Stored data

========================

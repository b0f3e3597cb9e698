use std::sync::Arc;

use async_trait::async_trait;
use survey_core::model::{RESPONSE_CAP, SurveyState, TallyMatrix};

use crate::repository::{KeyValueRepository, StorageError};

/// Key holding the JSON-encoded 10×4 tally matrix.
pub const TALLY_KEY: &str = "resultadosEncuesta";
/// Key holding the decimal response count.
pub const TOTAL_KEY: &str = "totalRespuestasEncuesta";
/// Key holding the JSON-encoded "already responded" flag.
pub const RESPONDED_KEY: &str = "yaRespondioEncuesta";

/// Durable mirror of the survey state.
#[async_trait]
pub trait SurveyStore: Send + Sync {
    /// Load the persisted survey state. Absent entries fall back to defaults.
    ///
    /// # Errors
    ///
    /// Returns `StorageError::Serialization` if a stored value is malformed,
    /// or other storage errors if the backend is unavailable.
    async fn load(&self) -> Result<SurveyState, StorageError>;

    /// Write all three survey values.
    ///
    /// # Errors
    ///
    /// Returns `StorageError` if any write fails. Earlier writes are not
    /// rolled back.
    async fn save(&self, state: &SurveyState) -> Result<(), StorageError>;
}

/// `SurveyStore` over three independent key-value entries.
#[derive(Clone)]
pub struct KeyValueSurveyStore {
    kv: Arc<dyn KeyValueRepository>,
}

impl KeyValueSurveyStore {
    #[must_use]
    pub fn new(kv: Arc<dyn KeyValueRepository>) -> Self {
        Self { kv }
    }
}

#[async_trait]
impl SurveyStore for KeyValueSurveyStore {
    async fn load(&self) -> Result<SurveyState, StorageError> {
        let tally = match self.kv.get(TALLY_KEY).await? {
            Some(raw) => decode_tally(&raw)?,
            None => TallyMatrix::default(),
        };
        let total = match self.kv.get(TOTAL_KEY).await? {
            Some(raw) => decode_total(&raw)?,
            None => 0,
        };
        let responded = match self.kv.get(RESPONDED_KEY).await? {
            Some(raw) => decode_responded(&raw)?,
            None => false,
        };

        tracing::debug!(total, responded, "survey state loaded");
        Ok(SurveyState::from_persisted(tally, total, responded))
    }

    async fn save(&self, state: &SurveyState) -> Result<(), StorageError> {
        let tally = serde_json::to_string(state.tally())
            .map_err(|err| StorageError::Serialization(err.to_string()))?;
        self.kv.set(TALLY_KEY, &tally).await?;
        self.kv
            .set(TOTAL_KEY, &state.total_responses().to_string())
            .await?;
        let responded = serde_json::to_string(&state.has_responded())
            .map_err(|err| StorageError::Serialization(err.to_string()))?;
        self.kv.set(RESPONDED_KEY, &responded).await?;

        tracing::debug!(total = state.total_responses(), "survey state saved");
        Ok(())
    }
}

fn decode_tally(raw: &str) -> Result<TallyMatrix, StorageError> {
    serde_json::from_str(raw)
        .map_err(|err| StorageError::Serialization(format!("{TALLY_KEY}: {err}")))
}

fn decode_total(raw: &str) -> Result<u32, StorageError> {
    let total: u32 = raw
        .trim()
        .parse()
        .map_err(|err| StorageError::Serialization(format!("{TOTAL_KEY}: {err}")))?;
    if total > RESPONSE_CAP {
        return Err(StorageError::Serialization(format!(
            "{TOTAL_KEY}: {total} exceeds the cap of {RESPONSE_CAP}"
        )));
    }
    Ok(total)
}

fn decode_responded(raw: &str) -> Result<bool, StorageError> {
    serde_json::from_str(raw)
        .map_err(|err| StorageError::Serialization(format!("{RESPONDED_KEY}: {err}")))
}
use serde::{Deserialize, Serialize};

use crate::model::answers::AnswerSet;
use crate::model::question::{OPTION_COUNT, QUESTION_COUNT};

/// Maximum number of accepted submissions.
pub const RESPONSE_CAP: u32 = 100;

/// Per-option counters, one row per question.
///
/// Serializes as a plain nested array (`[[0,0,0,0], ...]`), which is the
/// persisted layout.
#[derive(Debug, Clone, Copy, Default, PartialEq, Eq, Serialize, Deserialize)]
#[serde(transparent)]
pub struct TallyMatrix([[u32; OPTION_COUNT]; QUESTION_COUNT]);

impl TallyMatrix {
    #[must_use]
    pub fn new() -> Self {
        Self::default()
    }

    #[must_use]
    pub fn from_rows(rows: [[u32; OPTION_COUNT]; QUESTION_COUNT]) -> Self {
        Self(rows)
    }

    #[must_use]
    pub fn rows(&self) -> &[[u32; OPTION_COUNT]; QUESTION_COUNT] {
        &self.0
    }

    #[must_use]
    pub fn count(&self, question: usize, option: usize) -> u32 {
        self.0
            .get(question)
            .and_then(|row| row.get(option))
            .copied()
            .unwrap_or(0)
    }

    /// Sum of a question's counters.
    #[must_use]
    pub fn row_total(&self, question: usize) -> u32 {
        self.0.get(question).map_or(0, |row| row.iter().sum())
    }

    /// Adds one vote for every answered question.
    pub fn record(&mut self, answers: &AnswerSet) {
        for (question, option) in answers.selected() {
            self.0[question][option] = self.0[question][option].saturating_add(1);
        }
    }
}

/// Share of `count` in `total` as a percentage; 0 when `total` is 0.
#[must_use]
pub fn percentage(count: u32, total: u32) -> f64 {
    if total == 0 {
        return 0.0;
    }
    f64::from(count) / f64::from(total) * 100.0
}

========================

TASK. From the line that has "fn decode_tally(raw: &str)" through the line that has "fn decode_responded(raw: &str)", copy every line exactly as it appears above, and leave out all others.

YOUR RESPONSE.
fn decode_tally(raw: &str) -> Result<TallyMatrix, StorageError> {
    serde_json::from_str(raw)
        .map_err(|err| StorageError::Serialization(format!("{TALLY_KEY}: {err}")))
}

fn decode_total(raw: &str) -> Result<u32, StorageError> {
    let total: u32 = raw
        .trim()
        .parse()
        .map_err(|err| StorageError::Serialization(format!("{TOTAL_KEY}: {err}")))?;
    if total > RESPONSE_CAP {
        return Err(StorageError::Serialization(format!(
            "{TOTAL_KEY}: {total} exceeds the cap of {RESPONSE_CAP}"
        )));
    }
    Ok(total)
}

fn decode_responded(raw: &str) -> Result<bool, StorageError> {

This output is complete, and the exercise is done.